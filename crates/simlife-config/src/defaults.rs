//! Built-in default values for every setting.
//!
//! Empty strings stand in for "not configured".

#![allow(missing_docs)]

pub mod async_pool {
    pub const CORE_POOL_SIZE: i32 = 2;
    pub const MAX_POOL_SIZE: i32 = 50;
    pub const QUEUE_CAPACITY: i32 = 10_000;
}

pub mod http {
    use crate::HttpVersion;

    pub const VERSION: HttpVersion = HttpVersion::V1_1;
    pub const USE_UNDERTOW_USER_CIPHER_SUITES_ORDER: bool = true;
    pub const CACHE_TIME_TO_LIVE_IN_DAYS: i32 = 1461;
}

pub mod cache {
    pub mod hazelcast {
        pub const TIME_TO_LIVE_SECONDS: i32 = 3600;
        pub const BACKUP_COUNT: i32 = 1;
        pub const MANAGEMENT_CENTER_ENABLED: bool = false;
        pub const MANAGEMENT_CENTER_UPDATE_INTERVAL: i32 = 3;
        pub const MANAGEMENT_CENTER_URL: &str = "";
    }

    pub mod ehcache {
        pub const TIME_TO_LIVE_SECONDS: i32 = 3600;
        pub const MAX_ENTRIES: i64 = 100;
    }

    pub mod infinispan {
        pub const CONFIG_FILE: &str = "default-configs/default-jgroups-tcp.xml";
        pub const STATS_ENABLED: bool = false;
        pub const TIME_TO_LIVE_SECONDS: i64 = 60;
        pub const MAX_ENTRIES: i64 = 100;
        pub const INSTANCE_COUNT: i32 = 1;
    }

    pub mod memcached {
        pub const ENABLED: bool = false;
        pub const SERVERS: &str = "localhost:11211";
        pub const EXPIRATION: i32 = 300;
        pub const USE_BINARY_PROTOCOL: bool = true;
    }
}

pub mod mail {
    pub const ENABLED: bool = false;
    pub const FROM: &str = "";
    pub const BASE_URL: &str = "";
}

pub mod security {
    pub const JWT_SECRET: &str = "";
    pub const TOKEN_VALIDITY_IN_SECONDS: i64 = 1800;
    pub const TOKEN_VALIDITY_IN_SECONDS_FOR_REMEMBER_ME: i64 = 2_592_000;
    pub const REMEMBER_ME_KEY: &str = "";
}

pub mod swagger {
    pub const TITLE: &str = "Application API";
    pub const DESCRIPTION: &str = "API documentation";
    pub const VERSION: &str = "0.0.1";
    pub const DEFAULT_INCLUDE_PATTERN: &str = "/api/.*";
    pub const USE_DEFAULT_RESPONSE_MESSAGES: bool = true;
}

pub mod metrics {
    pub const JMX_ENABLED: bool = true;
    pub const LOGS_ENABLED: bool = false;
    pub const LOGS_REPORT_FREQUENCY: i64 = 60;
    pub const GRAPHITE_ENABLED: bool = false;
    pub const GRAPHITE_HOST: &str = "localhost";
    pub const GRAPHITE_PORT: i32 = 2003;
    pub const GRAPHITE_PREFIX: &str = "simlifeApplication";
    pub const PROMETHEUS_ENABLED: bool = false;
    pub const PROMETHEUS_ENDPOINT: &str = "/prometheusMetrics";
}

pub mod logging {
    pub const LOGSTASH_ENABLED: bool = false;
    pub const LOGSTASH_HOST: &str = "localhost";
    pub const LOGSTASH_PORT: i32 = 5000;
    pub const LOGSTASH_QUEUE_SIZE: i32 = 512;
}

pub mod cors {
    pub const ALLOW_CREDENTIALS: bool = false;
    pub const MAX_AGE: i64 = 1800;
}

pub mod social {
    pub const REDIRECT_AFTER_SIGN_IN: &str = "/#/home";
}

pub mod gateway {
    pub const RATE_LIMITING_ENABLED: bool = false;
    pub const RATE_LIMITING_LIMIT: i64 = 100_000;
    pub const RATE_LIMITING_DURATION_IN_SECONDS: i32 = 3600;
}
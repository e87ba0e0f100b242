//! Conditional startup wiring.
//!
//! Once the settings are loaded, [`StartupWiring::run`] walks a fixed list of
//! [`WiringStep`]s. Each step has a predicate over the settings and the
//! capabilities compiled in; when it holds, the step's action runs exactly
//! once. Steps run sequentially in [`WiringStep::ORDER`] and the first
//! failing action aborts startup.
//!
//! | Step | Runs when |
//! |------|-----------|
//! | TLS cipher order | `tls` feature, SSL ciphers and key store set, server factory supplied |
//! | Graphite | `graphite` feature and `metrics.graphite.enabled` |
//! | Prometheus | `prometheus` feature and `metrics.prometheus.enabled` |
//! | Info contributors | always; each contributor has its own flag |
//!
//! # Example
//!
//! ```rust,ignore
//! use simlife::config::ConfigLoader;
//! use simlife::wiring::StartupWiring;
//!
//! let environment = ConfigLoader::new()
//!     .with_root_key("simlife")
//!     .with_file("config/application.yml")?
//!     .with_env_prefix("SIMLIFE")
//!     .with_build_metadata("target/classes")?
//!     .load_environment()?;
//!
//! let wired = StartupWiring::new(environment).run().await?;
//! ```

use std::collections::BTreeMap;
use std::fmt;
use std::sync::Arc;

use simlife_config::{Environment, SimlifeProperties};
#[cfg(feature = "graphite")]
use simlife_telemetry::graphite::{GraphiteConfig, GraphiteHandle, GraphiteReporter};
#[cfg(any(feature = "graphite", feature = "prometheus"))]
use simlife_telemetry::metrics::{init_metrics, MetricsRegistry};
#[cfg(feature = "prometheus")]
use simlife_telemetry::metrics::PrometheusEndpoint;

use crate::error::WiringError;
use crate::info::{
    collect_info, ActiveProfilesInfoContributor, InfoContributor, InfoSettings,
    MailEnabledInfoContributor, MetadataInfoContributor,
};
#[cfg(feature = "tls")]
use crate::tls::{EmbeddedServerFactory, ServerSsl};

/// Logged when Graphite reporting starts.
pub const GRAPHITE_INITIALIZING_MESSAGE: &str = "Initializing Metrics Graphite reporting";

/// Logged when the server TLS setup is customized.
pub const TLS_CONFIGURING_MESSAGE: &str = "Configuring Undertow";

/// A startup wiring step.
#[derive(Debug, Clone, Copy, PartialEq, Eq, Hash)]
pub enum WiringStep {
    /// Server-preferred cipher suite order.
    TlsCipherOrder,
    /// Periodic Graphite reporting.
    Graphite,
    /// Prometheus scrape endpoint.
    Prometheus,
    /// Info document contributors.
    InfoContributors,
}
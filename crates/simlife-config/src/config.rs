//! Root settings type.
//!
//! This module provides [`SimlifeProperties`], the root of the settings tree.

use std::sync::Arc;

use serde::{Deserialize, Serialize};

use crate::{
    AsyncProperties, CacheProperties, ConfigError, CorsProperties, GatewayProperties,
    HttpProperties, LoggingProperties, MailProperties, MetricsProperties, RegistryProperties,
    SecurityProperties, SocialProperties, SwaggerProperties,
};

/// Paths that must hold a non-empty value once loading is complete.
pub const REQUIRED_FIELDS: &[&str] = &["security.rememberMe.key"];

/// Complete Simlife settings.
///
/// Built with every default in place, overridden by
/// [`ConfigLoader`](crate::ConfigLoader) during startup, then shared
/// read-only for the life of the process.
///
/// # Example
///
/// ```
/// use simlife_config::SimlifeProperties;
///
/// let props = SimlifeProperties::default();
/// assert_eq!(props.async_pool.core_pool_size, 2);
/// assert_eq!(props.metrics.prometheus.endpoint, "/prometheusMetrics");
/// ```
#[derive(Debug, Clone, Serialize, Deserialize, PartialEq, Eq, Default)]
#[serde(default, deny_unknown_fields, rename_all = "camelCase")]
pub struct SimlifeProperties {
    /// Asynchronous task pool.
    #[serde(rename = "async")]
    pub async_pool: AsyncProperties,

    /// HTTP server.
    pub http: HttpProperties,

    /// Cache providers.
    pub cache: CacheProperties,

    /// Outgoing mail.
    pub mail: MailProperties,

    /// Security.
    pub security: SecurityProperties,

    /// API documentation.
    pub swagger: SwaggerProperties,

    /// Metrics exporters.
    pub metrics: MetricsProperties,

    /// Log shipping.
    pub logging: LoggingProperties,

    /// Cross-origin policy.
    pub cors: CorsProperties,

    /// Social login.
    pub social: SocialProperties,

    /// API gateway.
    pub gateway: GatewayProperties,

    /// Service registry.
    pub registry: RegistryProperties,
}

impl SimlifeProperties {
    /// Checks required fields.
    ///
    /// Path access never enforces presence; this is the separate binding
    /// validation stage run by [`ConfigLoader::load`](crate::ConfigLoader::load).
    ///
    /// # Errors
    ///
    /// Returns `ConfigError::MissingField` naming the first required path
    /// whose value is empty.
    pub fn validate(&self) -> Result<(), ConfigError> {
        for path in REQUIRED_FIELDS {
            match self.get(path)? {
                crate::Value::String(value) if value.trim().is_empty() => {
                    return Err(ConfigError::missing_field(*path));
                }
                _ => {}
            }
        }
        Ok(())
    }

    /// Wraps the settings for read-only sharing across the application.
    #[must_use]
    pub fn into_shared(self) -> Arc<Self> {
        Arc::new(self)
    }
}

#[cfg(test)]
mod tests {
    use super::*;

    fn with_remember_me_key() -> SimlifeProperties {
        let mut props = SimlifeProperties::default();
        props.security.remember_me.key = "5c37379956bd1242f5636c8cb322c2966ad81277".to_string();
        props
    }

    #[test]
    fn test_default_config() {
        let props = SimlifeProperties::default();
        assert_eq!(props.async_pool.core_pool_size, 2);
        assert_eq!(props.http.cache.time_to_live_in_days, 1461);
        assert_eq!(props.social.redirect_after_sign_in, "/#/home");
        assert!(props.gateway.authorized_microservices_endpoints.is_empty());
    }

    #[test]
    fn test_validate_requires_remember_me_key() {
        let err = SimlifeProperties::default().validate().unwrap_err();
        assert!(matches!(err, ConfigError::MissingField { ref field } if field == "security.rememberMe.key"));
    }

    #[test]
    fn test_validate_blank_key_rejected() {
        let mut props = with_remember_me_key();
        props.security.remember_me.key = "   ".to_string();
        assert!(props.validate().is_err());
    }

    #[test]
    fn test_validate_valid_config() {
        assert!(with_remember_me_key().validate().is_ok());
    }

    #[test]
    fn test_validate_ignores_semantics() {
        let mut props = with_remember_me_key();
        props.async_pool.core_pool_size = -4;
        props.metrics.graphite.host = "not a host".to_string();
        assert!(props.validate().is_ok());
    }

    #[test]
    fn test_toml_serialization() {
        let toml_str = toml::to_string_pretty(&SimlifeProperties::default()).unwrap();
        assert!(toml_str.contains("[async]"));
        assert!(toml_str.contains("corePoolSize = 2"));
        assert!(toml_str.contains("managementCenter"));
    }

    #[test]
    fn test_toml_deserialization() {
        let toml_str = r#"
            [async]
            corePoolSize = 4

            [cache.memcached]
            servers = "myserver:1337"
        "#;

        let props: SimlifeProperties = toml::from_str(toml_str).unwrap();
        assert_eq!(props.async_pool.core_pool_size, 4);
        assert_eq!(props.cache.memcached.servers, "myserver:1337");
        assert_eq!(props.async_pool.max_pool_size, 50);
    }

    #[test]
    fn test_unknown_section_rejected() {
        let toml_str = r#"
            [websocket]
            enabled = true
        "#;

        let result: Result<SimlifeProperties, _> = toml::from_str(toml_str);
        assert!(result.is_err());
    }

    #[test]
    fn test_into_shared() {
        let shared = with_remember_me_key().into_shared();
        let reader = Arc::clone(&shared);
        assert_eq!(reader.mail.enabled, shared.mail.enabled);
    }
}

•••

■ THE TASK ■
Across all lines above, count those with the string "prometheusMetrics". Only the number is wanted.

■ ANSWER BELOW ■
2